I had 6 sugar cookies & a cheese ball for breakfast
Hey babe, you look hungry. I have a meal for you in my shorts.
*whips out five course meal from my cargo shorts with still frozen dippin dots for dessert*
The optometrist sees the one eyed man’s glasses as half-full. The pessometrist sees them as half-empty.
Stop making mini snacks, people. Never have I been like, “wow this is a delicious cupcake. If only it were 1/4 of the size.”
I curse you with throw pillows that explode into more throw pillows every time you throw them.
“what if your employer sees how embarrassing you are on twitter” sir my employer sees first-hand how embarrassing i am every day
If the wife and I ever separate, she’ll definitely miss having a finger jammed in her mouth whenever she yawns
Prayers for my teen who has a long, uphill battle overcoming her mom hugging her at the bus stop.
How to cast a summoning spell to bring your children to you, wherever you are: Watch the first 44 minutes of a 51-minute-long murder mystery.
“You’re the Garbage Man, eh? What’s your super power?”
“I’m just here to take out the trash.”
“Whoa, we’ll get to your catch phrase later.”
The Cranberries. Great band name. You pick a fruit and you get to work.
True friends know where you keep the blank check for your bail.

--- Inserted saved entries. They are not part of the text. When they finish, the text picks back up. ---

//! Background job system with retry, backoff, and dead-letter handling.
//!
//! ## Design
//!
//! - Jobs are tenant-scoped and typed
//! - Retry policy with exponential backoff
//! - Dead-letter queue for failed jobs after max retries
//! - Visibility into job status and failures
//! - Integrates with AI jobs, projection rebuilds, saga steps
//!
//! ## Components
//!
//! - `Job`: Core job abstraction with payload and metadata
//! - `JobStore`: Persistence for jobs (in-memory or durable)
//! - `JobExecutor`: Runs jobs with retry logic
//! - `DeadLetterQueue`: Failed jobs for inspection/replay

pub mod executor;
pub mod store;
pub mod types;

pub use executor::{JobExecutor, JobExecutorHandle};
pub use store::{InMemoryJobStore, JobStore};
pub use types::{
    BackoffStrategy, DeadLetterEntry, Job, JobId, JobKind, JobResult, JobStatus, RetryPolicy,
};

Speak when you are angry and you will make the best speech you will ever regret. – Ambrose Bierce
i love making the whole conversation so awkward that the most anyone can say after is “so yeah…”
george hails a cab driven by the grim reaper call it death cab for clooney.
[restaurant]
date: this chicken is a little dry
me: I think my burger‘s undercooked
waiter: how is everything
me: it’s great
date: so good
My 8yo told me she wants me to live forever which was sweet until I told her I’d run out of money and she replied “ok nevermind”.
Really successful people don’t sleep much. I don’t know why I don’t sleep much.